Key Functions¶
get_scores.py¶
- gunc.get_scores.get_n_effective_surplus_clades(counts)[source]¶
Calculate Inverse Simpson Index.
Inverse Simpson Index of all clade labels distribution -1 (as 1 genome is expected)
- Parameters
counts (pandas.Series) – Counts of taxons in a taxlevel.
- Returns
Score describing the extent of chimerism, i.e. the effective number of surplus clades represented at a taxlevel.
- Return type
- gunc.get_scores.expected_entropy_estimate(probabilities, sample_count)[source]¶
Compute the expected entropy estimate sampling N elements underlying probabilities p
- Parameters
probabilities (numpy.ndarray) – probabilities (p) (assumed to sum to 1.0)

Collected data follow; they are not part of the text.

// Copyright (c) 2026 100monkeys.ai
// SPDX-License-Identifier: AGPL-3.0

//! Canonical event shape produced by the normalizer.
//!
//! Raw records arrive from heterogeneous sources (news feeds, weather
//! alerts, fleet telemetry) already parsed into `RawRecord`; everything
//! downstream of the normalizer sees only the immutable `Event`.

use chrono::{DateTime, Duration, Utc};
use serde::{Deserialize, Serialize};
use sha2::{Digest, Sha256};

use super::geo::GeoPoint;

/// Stable content-hash identity. Two records from the same source with the
/// same content in the same coarse time bucket get the same id, which is
/// what the dedup window keys on.
#[derive(Debug, Clone, PartialEq, Eq, Hash, Serialize, Deserialize)]
pub struct EventId(pub String);

impl EventId {
    /// SHA-256 over source id, content, and a coarse timestamp bucket.
    pub fn derive(
        source_id: &str,
        content: &str,
        timestamp: DateTime<Utc>,
        bucket: Duration,
    ) -> Self {
        let bucket_secs = bucket.num_seconds().max(1);
        let bucket_index = timestamp.timestamp().div_euclid(bucket_secs);

        let mut hasher = Sha256::new();
        hasher.update(source_id.as_bytes());
        hasher.update([0x1f]);
        hasher.update(content.as_bytes());
        hasher.update([0x1f]);
        hasher.update(bucket_index.to_be_bytes());

        Self(hex_encode(&hasher.finalize()))
    }

    pub fn as_str(&self) -> &str {
        &self.0
    }
}

impl std::fmt::Display for EventId {
    fn fmt(&self, f: &mut std::fmt::Formatter<'_>) -> std::fmt::Result {
        f.write_str(&self.0)
    }
}

fn hex_encode(bytes: &[u8]) -> String {
    bytes.iter().map(|b| format!("{b:02x}")).collect()
}

#[derive(Debug, Clone, Copy, PartialEq, Eq, Serialize, Deserialize)]
#[serde(rename_all = "snake_case")]
pub enum SourceKind {
    News,
    Weather,
    Telemetry,
}

/// Disruption category, parsed out of free-form source topics.
#[derive(Debug, Clone, Copy, PartialEq, Eq, Hash, Serialize, Deserialize)]
#[serde(rename_all = "snake_case")]
pub enum EventCategory {
    PortStrike,
    CanalBlockage,
    GeopoliticalTension,
    TradeTariff,
    Weather,
    RoadClosure,
    Other,
}

impl EventCategory {
    /// Best-effort mapping from source topic strings
    /// ("Port Strike", "Canal Blockage", "Cyclone", ...).
    pub fn parse(topic: &str) -> Self {
        let t = topic.to_lowercase();
        if t.contains("strike") {
            Self::PortStrike
        } else if t.contains("blockage") || t.contains("blocked") {
            Self::CanalBlockage
        } else if t.contains("tension") || t.contains("conflict") {
            Self::GeopoliticalTension
        } else if t.contains("tariff") {
            Self::TradeTariff
        } else if t.contains("cyclone")
            || t.contains("storm")
            || t.contains("flood")
            || t.contains("fog")
            || t.contains("hurricane")
            || t.contains("weather")
        {
            Self::Weather
        } else if t.contains("closure") || t.contains("roadblock") || t.contains("traffic") {
            Self::RoadClosure
        } else {
            Self::Other
        }
    }

    pub fn as_str(&self) -> &'static str {
        match self {
            Self::PortStrike => "port_strike",
            Self::CanalBlockage => "canal_blockage",
            Self::GeopoliticalTension => "geopolitical_tension",
            Self::TradeTariff => "trade_tariff",
            Self::Weather => "weather",
            Self::RoadClosure => "road_closure",
            Self::Other => "other",
        }
    }
}

/// Source-specific record as handed over by an ingestion adapter.
/// Only `source_id`, `summary` and `timestamp` are required to normalize.
#[derive(Debug, Clone, Serialize, Deserialize)]
pub struct RawRecord {
    pub source_id: String,
    pub source_kind: SourceKind,
    pub timestamp: Option<DateTime<Utc>>,
    /// Coordinates, when the source provides them.
    pub location: Option<GeoPoint>,
    /// Place name, resolved against the gazetteer when coordinates are absent.
    pub location_name: Option<String>,
    pub topic: Option<String>,
    pub summary: String,
    /// Source-reported severity on a 0–10 scale, clamped on normalize.
    pub severity: Option<u8>,
}

/// Canonical, immutable event.
#[derive(Debug, Clone, PartialEq, Serialize, Deserialize)]
pub struct Event {
    pub id: EventId,
    pub source_kind: SourceKind,
    pub category: EventCategory,
    pub location: Option<GeoPoint>,
    pub location_name: Option<String>,
    pub summary: String,
    pub timestamp: DateTime<Utc>,
    pub raw_severity: u8,
}

/// Why a raw record did not become an `Event`.
#[derive(Debug, Clone, PartialEq, Eq, thiserror::Error)]
pub enum RejectReason {
    #[error("Malformed input: {0}")]
    MalformedInput(String),

    #[error("Event timestamp lags the watermark beyond the grace period")]
    StaleBeyondWatermark,

    #[error("Duplicate event id within the dedup window")]
    DuplicateId,
}

#[cfg(test)]
mod tests {
    use super::*;

    #[test]
    fn test_event_id_stable_within_bucket() {
        let ts = Utc::now();
        let a = EventId::derive("gdelt", "port strike rotterdam", ts, Duration::minutes(5));
        let b = EventId::derive("gdelt", "port strike rotterdam", ts, Duration::minutes(5));
        assert_eq!(a, b);
    }

    #[test]
    fn test_event_id_differs_across_sources_and_content() {
        let ts = Utc::now();
        let bucket = Duration::minutes(5);
        let a = EventId::derive("gdelt", "port strike", ts, bucket);
        let b = EventId::derive("reuters", "port strike", ts, bucket);
        let c = EventId::derive("gdelt", "canal blockage", ts, bucket);
        assert_ne!(a, b);
        assert_ne!(a, c);
    }

    #[test]
    fn test_event_id_differs_across_buckets() {
        let ts = Utc::now();
        let bucket = Duration::minutes(5);
        let a = EventId::derive("gdelt", "port strike", ts, bucket);
        let b = EventId::derive("gdelt", "port strike", ts + Duration::minutes(10), bucket);
        assert_ne!(a, b);
    }

    #[test]
    fn test_category_parsing() {
        assert_eq!(EventCategory::parse("Port Strike"), EventCategory::PortStrike);
        assert_eq!(EventCategory::parse("Canal Blockage"), EventCategory::CanalBlockage);
        assert_eq!(EventCategory::parse("Trade Tariff"), EventCategory::TradeTariff);
        assert_eq!(EventCategory::parse("Cyclone"), EventCategory::Weather);
        assert_eq!(EventCategory::parse("NH44 road closure"), EventCategory::RoadClosure);
        assert_eq!(EventCategory::parse("Pongal festival"), EventCategory::Other);
    }
}
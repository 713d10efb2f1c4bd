//! Masking of sensitive header and payload values before they reach the audit trail.

// self
use crate::_prelude::*;

/// Replacement written in place of every sensitive value.
pub const MASK: &str = "***";
/// Field and header names masked by [`Sanitizer::default`].
pub const DEFAULT_SENSITIVE_KEYS: [&str; 5] =
	["password", "token", "secret", "authorization", "apiKey"];

/// Recursive masker over structured values.
///
/// Keys are compared case-insensitively against the sensitive set; a matching key has its
/// whole value replaced by [`MASK`], whatever its shape. Every other value is kept and
/// descended into, so nested objects and arrays are masked as well. Sanitizing an already
/// sanitized value is a no-op.
#[derive(Clone, Debug, PartialEq, Eq)]
pub struct Sanitizer {
	sensitive_keys: Vec<String>,
}
impl Sanitizer {
	/// Adds an extra sensitive key on top of the current set.
	pub fn with_sensitive_key(mut self, key: impl Into<String>) -> Self {
		let key = key.into();

		if !self.is_sensitive(&key) {
			self.sensitive_keys.push(key);
		}

		self
	}

	/// Returns `true` if `key` matches the sensitive set, ignoring ASCII case.
	pub fn is_sensitive(&self, key: &str) -> bool {
		self.sensitive_keys.iter().any(|candidate| candidate.eq_ignore_ascii_case(key))
	}

	/// Returns `true` if any map key along `path` is sensitive.
	pub fn is_sensitive_path(&self, path: &serde_path_to_error::Path) -> bool {
		path.iter().any(|segment| match segment {
			serde_path_to_error::Segment::Map { key } => self.is_sensitive(key),
			_ => false,
		})
	}

	/// Masks every sensitive key inside `value`.
	pub fn sanitize_value(&self, value: JsonValue) -> JsonValue {
		match value {
			JsonValue::Object(map) => JsonValue::Object(
				map.into_iter()
					.map(|(key, value)| {
						let value = if self.is_sensitive(&key) {
							JsonValue::String(MASK.into())
						} else {
							self.sanitize_value(value)
						};

						(key, value)
					})
					.collect(),
			),
			JsonValue::Array(items) =>
				JsonValue::Array(items.into_iter().map(|item| self.sanitize_value(item)).collect()),
			scalar => scalar,
		}
	}

	/// Converts `value` into its structured form and masks it.
	///
	/// Values whose serialization fails are not meaningful to inspect and yield `None`.
	pub fn sanitize<T>(&self, value: &T) -> Option<JsonValue>
	where
		T: ?Sized + Serialize,
	{
		match serde_json::to_value(value) {
			Ok(structured) => Some(self.sanitize_value(structured)),
			Err(e) => {
				tracing::warn!(error = %e, "Failed to convert value into a structured form.");

				None
			},
		}
	}

	/// Produces the sanitized JSON text stored on audit records, falling back to `{}`.
	pub fn to_audit_json<T>(&self, value: &T) -> String
	where
		T: ?Sized + Serialize,
	{
		self.sanitize(value)
			.and_then(|sanitized| serde_json::to_string(&sanitized).ok())
			.unwrap_or_else(|| "{}".into())
	}

	/// Sanitizes a raw response body.
	///
	/// JSON bodies are masked structurally and re-serialized; any other text is returned as-is.
	pub fn sanitize_text(&self, raw: &str) -> String {
		match serde_json::from_str::<JsonValue>(raw) {
			Ok(structured @ (JsonValue::Object(_) | JsonValue::Array(_))) =>
				serde_json::to_string(&self.sanitize_value(structured))
					.unwrap_or_else(|_| raw.to_owned()),
			_ => raw.to_owned(),
		}
	}
}
impl Default for Sanitizer {
	fn default() -> Self {
		let sensitive_keys = DEFAULT_SENSITIVE_KEYS.iter().map(|key| (*key).to_owned()).collect();

		Self { sensitive_keys }
	}
}
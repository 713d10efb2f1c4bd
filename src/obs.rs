//! Observability helpers for outbound calls.
//!
//! Every call runs inside a `rest_foundation.call` span carrying the `method`, `url`, and
//! `correlation_id` fields.
//!
//! # Feature Flags
//!
//! - Enable `metrics` to increment the `rest_foundation_call_total` counter for every
//!   attempt/success/failure, labeled by `method` + `outcome`.

mod metrics;
mod tracing;

pub use metrics::*;
pub use tracing::*;

// self
use crate::_prelude::*;

/// Outcome labels recorded for each call.
#[derive(Clone, Copy, Debug, PartialEq, Eq, Hash)]
pub enum CallOutcome {
	/// Entry to the executor.
	Attempt,
	/// Call completed and every check passed.
	Success,
	/// Failure propagated back to the caller.
	Failure,
}
impl CallOutcome {
	/// Returns a stable label suitable for span or metric fields.
	pub const fn as_str(self) -> &'static str {
		match self {
			CallOutcome::Attempt => "attempt",
			CallOutcome::Success => "success",
			CallOutcome::Failure => "failure",
		}
	}
}
impl Display for CallOutcome {
	fn fmt(&self, f: &mut Formatter) -> FmtResult {
		f.write_str(self.as_str())
	}
}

sample_count (int) – number of samples (N)
- Returns
expected entropy
- Return type
entropy (float)
- gunc.get_scores.calc_expected_conditional_entropy(contigs, taxons)[source]¶
Compute the expected measured conditional entropy under the null hypothesis that there is no relationship between contig membership and taxonomy
When the bucket is large enough, the estimates are expected to be close enough to the global estimate that we will no longer compute the estimate via the more costly expected_entropy_estimate function
- Parameters
contigs (pandas.Series) – contig names in data
taxons (pandas.Series) – taxons in data
- Returns
expected measured conditional entropy
- Return type
- gunc.get_scores.get_abundant_lineages_cutoff(sensitive, genes_mapped)[source]¶
Determine cutoff for abundant lineages.
Removal of all genes coming from clades consisting of <2% of all mapped genes is intended to reduce noise introduced by genes mapping to a wide range of clades due to their poor representation in the reference. In sensitive mode that value is reduced to just 10 genes.
- gunc.get_scores.calc_contamination_portion(counts)[source]¶
Calculate contamination portion
- Parameters
counts (pandas.Series) – Counts of taxons in a taxlevel.
- Returns
portion of genes assigning to all clades except the one with most genes.
- Return type
- gunc.get_scores.calc_mean_hit_identity(identity_scores)[source]¶
Calculate mean hit identity score.
Calculates the mean identity with which genes in abundant lineages (>2%) hit genes in the reference.
- gunc.get_scores.calc_conditional_entropy(contigs, taxons)[source]¶
Compute conditional entropy
- Parameters
contigs (pandas.Series) – IDs of contigs
taxons (pandas.Series) – IDs of taxonomic clade assignments
- Returns
measured conditional entropy
- Return type
- gunc.get_scores.calc_clade_separation_score(contamination_portion, conditional_entropy, expected_conditional_entropy)[source]¶
Get clade separation score (CSS).
CSS = 0, if contamination_portion = 0 or H(T|C) <= H(T|R) CSS = 1 - H(T|C)/H(T|R), else
- Parameters
contamination_portion (float) – GUNC contamination portion, when equal to 0 means all genes map to the same taxonomic clade.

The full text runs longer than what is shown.